All About Space

Boulders on asteroid Ryugu are surprising­ly fluffy, Hayabusa2 finds

- Words by Charles Q. Choi

Boulders on asteroids can be three-quarters hollow or more, a discovery that could help yield insights on how Earth and other planets formed. The earliest stage of planetary formation started with building blocks known as planetesim­als, chunks of rock ranging in size from asteroids to dwarf planets. Research suggested planetesim­als began as very porous, fluffy clumps of dust that heat, gravity and impacts compacted over time.

Japan’s Hayabusa2 spacecraft found that Ryugu, a diamond-shaped near-Earth asteroid, is covered with rocks that are about 30 to 50 per cent porous. Now scientists have found that those boulders may be more than 70 per cent empty space, or about as porous as prior work suggested ancient planetesim­als were, suggesting the rocks may contain remnants of the early Solar System.

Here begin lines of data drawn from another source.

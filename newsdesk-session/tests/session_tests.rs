//! State-machine and streaming tests for [`Session`].

use std::sync::Arc;
use std::sync::atomic::{AtomicUsize, Ordering};

use async_trait::async_trait;
use futures::StreamExt;

use newsdesk_core::{ChatModel, CorpusSource, Document, Message, Result as CoreResult};
use newsdesk_model::MockChatModel;
use newsdesk_rag::{EmbeddingProvider, RagConfig, RagError, Result as RagResult};
use newsdesk_session::{
    GENERATION_INTERRUPTED_MARKER, Session, SessionError, SessionManager,
};

/// A corpus source that serves a fixed document set and counts fetches.
struct StaticSource {
    documents: Vec<Document>,
    calls: AtomicUsize,
}

impl StaticSource {
    fn new(documents: Vec<Document>) -> Self {
        Self { documents, calls: AtomicUsize::new(0) }
    }

    fn calls(&self) -> usize {
        self.calls.load(Ordering::SeqCst)
    }
}

#[async_trait]
impl CorpusSource for StaticSource {
    async fn fetch(&self, _topic: &str) -> CoreResult<Vec<Document>> {
        self.calls.fetch_add(1, Ordering::SeqCst);
        Ok(self.documents.clone())
    }
}

/// A deterministic hash embedder that counts how many texts it encodes.
struct CountingEmbedder {
    dimensions: usize,
    calls: AtomicUsize,
}

impl CountingEmbedder {
    fn new() -> Self {
        Self { dimensions: 32, calls: AtomicUsize::new(0) }
    }

    fn calls(&self) -> usize {
        self.calls.load(Ordering::SeqCst)
    }
}

#[async_trait]
impl EmbeddingProvider for CountingEmbedder {
    fn name(&self) -> &str {
        "counting"
    }

    async fn embed(&self, text: &str) -> RagResult<Vec<f32>> {
        self.calls.fetch_add(1, Ordering::SeqCst);
        let hash = text.bytes().fold(0u64, |acc, b| acc.wrapping_mul(31).wrapping_add(b as u64));
        let mut vector = vec![0.0f32; self.dimensions];
        for (i, v) in vector.iter_mut().enumerate() {
            *v = ((hash.wrapping_add(i as u64)) as f32).sin();
        }
        Ok(vector)
    }

    fn dimensions(&self) -> usize {
        self.dimensions
    }
}

fn news_documents() -> Vec<Document> {
    vec![
        Document::new(
            "The ceasefire was announced on Tuesday after a week of talks between both sides.",
            "https://news.test/a",
        ),
        Document::new(
            "Markets reacted cautiously while ministers briefed reporters on the agreement.",
            "https://news.test/b",
        ),
        Document::new(
            "Analysts expect the situation along the border to remain tense for months.",
            "https://news.test/c",
        ),
    ]
}

struct Fixture {
    source: Arc<StaticSource>,
    embedder: Arc<CountingEmbedder>,
    model: Arc<MockChatModel>,
    session: Session,
}

fn fixture(documents: Vec<Document>, model: MockChatModel) -> Fixture {
    let source = Arc::new(StaticSource::new(documents));
    let embedder = Arc::new(CountingEmbedder::new());
    let model = Arc::new(model);
    let session = Session::new(
        Arc::clone(&source) as Arc<dyn CorpusSource>,
        Arc::clone(&embedder) as Arc<dyn EmbeddingProvider>,
        Arc::clone(&model) as Arc<dyn ChatModel>,
        RagConfig::default(),
    );
    Fixture { source, embedder, model, session }
}

async fn collect(stream: &mut newsdesk_session::AnswerStream<'_>) -> (Vec<String>, Option<SessionError>) {
    let mut deltas = Vec::new();
    while let Some(item) = stream.next().await {
        match item {
            Ok(delta) => deltas.push(delta),
            Err(error) => return (deltas, Some(error)),
        }
    }
    (deltas, None)
}

#[tokio::test]
async fn follow_up_on_fresh_session_fails_without_any_calls() {
    let mut fx = fixture(news_documents(), MockChatModel::new(["unused"]));

    let result = fx.session.run_follow_up("Why did this happen?", "Answer the question.").await;
    assert!(matches!(result, Err(SessionError::Uninitialized)));

    assert_eq!(fx.source.calls(), 0);
    assert_eq!(fx.embedder.calls(), 0);
    assert_eq!(fx.model.calls(), 0);
    assert!(!fx.session.is_ready());
    assert!(fx.session.history().is_empty());
}

#[tokio::test]
async fn empty_corpus_aborts_pipeline_and_stays_uninitialized() {
    let mut fx = fixture(Vec::new(), MockChatModel::new(["unused"]));

    let result = fx.session.run_pipeline("ghost topic", "Summarize this context").await;
    assert!(matches!(result, Err(SessionError::Rag(RagError::EmptyCorpus))));

    assert!(!fx.session.is_ready());
    assert!(fx.session.history().is_empty());
    assert_eq!(fx.model.calls(), 0);
}

#[tokio::test]
async fn pipeline_streams_answer_and_records_history() {
    let mut fx =
        fixture(news_documents(), MockChatModel::new(["Head", "line: X. ", "Body text."]));

    let mut stream =
        fx.session.run_pipeline("ceasefire talks", "Summarize this context").await.unwrap();
    let (deltas, error) = collect(&mut stream).await;
    drop(stream);

    assert!(error.is_none());
    assert_eq!(deltas, vec!["Head", "line: X. ", "Body text."]);

    assert!(fx.session.is_ready());
    assert_eq!(fx.session.topic(), Some("ceasefire talks"));
    assert_eq!(
        fx.session.history(),
        &[Message::user("ceasefire talks"), Message::assistant("Headline: X. Body text.")]
    );
    assert_eq!(fx.source.calls(), 1);
}

#[tokio::test]
async fn concatenated_deltas_equal_the_unstreamed_answer() {
    let model = MockChatModel::new(["A ", "quiet ", "day ", "on ", "the ", "border."]);
    let expected = model.full_text();
    let mut fx = fixture(news_documents(), model);

    let mut stream = fx.session.run_pipeline("border", "Summarize this context").await.unwrap();
    let (deltas, error) = collect(&mut stream).await;
    drop(stream);

    assert!(error.is_none());
    assert_eq!(deltas.concat(), expected);
}

#[tokio::test]
async fn follow_up_reuses_the_corpus_without_refetching() {
    let mut fx = fixture(news_documents(), MockChatModel::new(["answer"]));

    let mut stream =
        fx.session.run_pipeline("ceasefire talks", "Summarize this context").await.unwrap();
    let _ = collect(&mut stream).await;
    drop(stream);

    let embeds_after_build = fx.embedder.calls();

    let mut stream = fx
        .session
        .run_follow_up("Why did this happen?", "Answer the question using the context.")
        .await
        .unwrap();
    let (deltas, error) = collect(&mut stream).await;
    drop(stream);

    assert!(error.is_none());
    assert_eq!(deltas, vec!["answer"]);

    // One fetch total, and only the query was re-encoded.
    assert_eq!(fx.source.calls(), 1);
    assert_eq!(fx.embedder.calls(), embeds_after_build + 1);

    assert_eq!(fx.session.history().len(), 4);
    assert_eq!(fx.session.history()[2], Message::user("Why did this happen?"));
    assert_eq!(fx.session.history()[3], Message::assistant("answer"));
}

#[tokio::test]
async fn identical_follow_ups_build_identical_prompts() {
    let mut fx = fixture(news_documents(), MockChatModel::new(["answer"]));

    let mut stream =
        fx.session.run_pipeline("ceasefire talks", "Summarize this context").await.unwrap();
    let _ = collect(&mut stream).await;
    drop(stream);

    for _ in 0..2 {
        let mut stream = fx
            .session
            .run_follow_up("Why did this happen?", "Answer the question.")
            .await
            .unwrap();
        let _ = collect(&mut stream).await;
        drop(stream);
    }

    let requests = fx.model.requests();
    assert_eq!(requests.len(), 3);
    // The two follow-ups retrieved identical context in identical order.
    assert_eq!(requests[1], requests[2]);
    assert!(
        requests[1][1]
            .content
            .starts_with("Here is the context\u{2014}do not hallucinate.\ncontext: ")
    );
}

#[tokio::test]
async fn mid_stream_failure_preserves_partial_text() {
    let model = MockChatModel::new(["Head", "line: X. ", "Body text."]).failing_after(3);
    let mut fx = fixture(news_documents(), model);

    let mut stream =
        fx.session.run_pipeline("ceasefire talks", "Summarize this context").await.unwrap();
    let (deltas, error) = collect(&mut stream).await;
    drop(stream);

    assert_eq!(deltas, vec!["Head", "line: X. ", "Body text."]);
    match error {
        Some(SessionError::Generation { partial, .. }) => {
            assert_eq!(partial, "Headline: X. Body text.");
        }
        other => panic!("expected Generation error, got {other:?}"),
    }

    // The corpus survived the failure and the history keeps the partial
    // answer with the marker.
    assert!(fx.session.is_ready());
    let last = fx.session.history().last().unwrap();
    assert_eq!(
        last.content,
        format!("Headline: X. Body text.\n{GENERATION_INTERRUPTED_MARKER}")
    );
}

#[tokio::test]
async fn second_pipeline_run_is_rejected() {
    let mut fx = fixture(news_documents(), MockChatModel::new(["answer"]));

    let mut stream =
        fx.session.run_pipeline("ceasefire talks", "Summarize this context").await.unwrap();
    let _ = collect(&mut stream).await;
    drop(stream);

    let result = fx.session.run_pipeline("another topic", "Summarize this context").await;
    assert!(matches!(result, Err(SessionError::AlreadyInitialized)));
    assert_eq!(fx.session.topic(), Some("ceasefire talks"));
}

#[tokio::test]
async fn manager_keys_sessions_and_discards_explicitly() {
    let manager = SessionManager::new();
    let fx = fixture(news_documents(), MockChatModel::new(["answer"]));

    let id = manager.insert(fx.session).await;
    assert_eq!(manager.len().await, 1);

    let handle = manager.get(&id).await.expect("session should be registered");
    {
        let mut session = handle.lock().await;
        let mut stream =
            session.run_pipeline("ceasefire talks", "Summarize this context").await.unwrap();
        let (deltas, error) = collect(&mut stream).await;
        drop(stream);
        assert!(error.is_none());
        assert_eq!(deltas, vec!["answer"]);
    }

    assert!(manager.get("no-such-id").await.is_none());
    assert!(manager.remove(&id).await);
    assert!(manager.is_empty().await);
}
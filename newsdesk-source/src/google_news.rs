//! Google News backed corpus source.

use async_trait::async_trait;
use thiserror::Error;
use tracing::{debug, info, warn};

use newsdesk_core::{CoreError, CorpusSource, Document, Result as CoreResult};

use crate::config::SourceConfig;
use crate::extract::extract_paragraphs;
use crate::rss::{self, NewsItem};

/// Body substituted for an article that could not be downloaded or parsed.
pub const FAILED_FETCH_PLACEHOLDER: &str = "Failed to retrieve the webpage.";

/// News sites reject the default client identifier outright.
const USER_AGENT: &str = "Mozilla/5.0 (compatible; newsdesk/0.1; +https://github.com/newsdesk-rs)";

/// Failures internal to the source. Per-article failures are absorbed
/// into [`FAILED_FETCH_PLACEHOLDER`] bodies; only feed-level failures
/// escape through [`CorpusSource::fetch`].
#[derive(Debug, Error)]
pub enum FetchError {
    #[error("http error: {0}")]
    Http(#[from] reqwest::Error),

    #[error("unexpected status {0}")]
    Status(reqwest::StatusCode),

    #[error("feed error: {0}")]
    Feed(String),

    #[error("extraction error: {0}")]
    Extract(String),
}

/// A [`CorpusSource`] that searches the Google News RSS feed for a topic
/// and downloads the linked articles.
///
/// Duplicate headlines are dropped (keeping the freshest copy), redirect
/// tracking suffixes are stripped from links, and a politeness delay is
/// inserted between article downloads.
///
/// # Example
///
/// ```rust,ignore
/// use newsdesk_source::{GoogleNewsSource, SourceConfig};
///
/// let source = GoogleNewsSource::with_config(
///     SourceConfig::default().with_max_documents(5),
/// )?;
/// let documents = source.fetch("Operation Sindoor").await?;
/// ```
pub struct GoogleNewsSource {
    client: reqwest::Client,
    config: SourceConfig,
}

impl GoogleNewsSource {
    /// Create a source with the default configuration.
    pub fn new() -> CoreResult<Self> {
        Self::with_config(SourceConfig::default())
    }

    /// Create a source with the given configuration.
    pub fn with_config(config: SourceConfig) -> CoreResult<Self> {
        let client = reqwest::Client::builder()
            .timeout(config.request_timeout)
            .user_agent(USER_AGENT)
            .build()
            .map_err(|e| CoreError::Source(format!("failed to build HTTP client: {e}")))?;
        Ok(Self { client, config })
    }

    async fn search_feed(&self, topic: &str) -> Result<Vec<NewsItem>, FetchError> {
        let mut url = reqwest::Url::parse(&self.config.base_url)
            .map_err(|e| FetchError::Feed(format!("invalid base URL: {e}")))?;
        url.set_path("/rss/search");
        url.query_pairs_mut().append_pair("q", topic);

        let response = self.client.get(url).send().await?;
        if !response.status().is_success() {
            return Err(FetchError::Status(response.status()));
        }
        let body = response.text().await?;
        rss::parse_items(&body)
    }

    async fn download_article(&self, link: &str) -> Result<String, FetchError> {
        let response = self.client.get(link).send().await?;
        if !response.status().is_success() {
            return Err(FetchError::Status(response.status()));
        }
        let html = response.text().await?;
        extract_paragraphs(&html)
    }
}

#[async_trait]
impl CorpusSource for GoogleNewsSource {
    async fn fetch(&self, topic: &str) -> CoreResult<Vec<Document>> {
        info!(topic, "searching news feed");
        let items = self
            .search_feed(topic)
            .await
            .map_err(|e| CoreError::Source(format!("feed search failed: {e}")))?;

        let items = rss::dedupe_by_title(items);
        let selected: Vec<NewsItem> =
            items.into_iter().take(self.config.max_documents).collect();
        info!(article_count = selected.len(), "downloading articles");

        let mut documents = Vec::with_capacity(selected.len());
        for (i, item) in selected.iter().enumerate() {
            if i > 0 && !self.config.politeness_delay.is_zero() {
                tokio::time::sleep(self.config.politeness_delay).await;
            }

            let link = rss::clean_link(&item.link);
            let text = match self.download_article(link).await {
                Ok(text) => {
                    debug!(link, chars = text.len(), "article extracted");
                    text
                }
                Err(error) => {
                    warn!(link, %error, "article fetch failed, using placeholder");
                    FAILED_FETCH_PLACEHOLDER.to_string()
                }
            };
            documents.push(Document::new(text, link));
        }

        Ok(documents)
    }
}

The researcher­s noted that Ryugu’s hotspot boulders are about as porous as the bodies of comets. Prior work noted that comets are likely remnants of the original planetesim­als, and now scientists are suggesting that Ryugu’s hotspot boulders may similarly be remnants of ancient planetesim­als which cosmic impacts blasted out from under Ryugu’s surface.

Uncovering details about the original nature of planetesim­als could shed light on how the planets formed after the Sun was born. For example, the scientists previously noted that if planetesim­als are as fluffy as researcher­s increasing­ly suspect, then they might have crumbled more easily during impacts, making them less likely to eject fragments with great force to shatter other asteroids.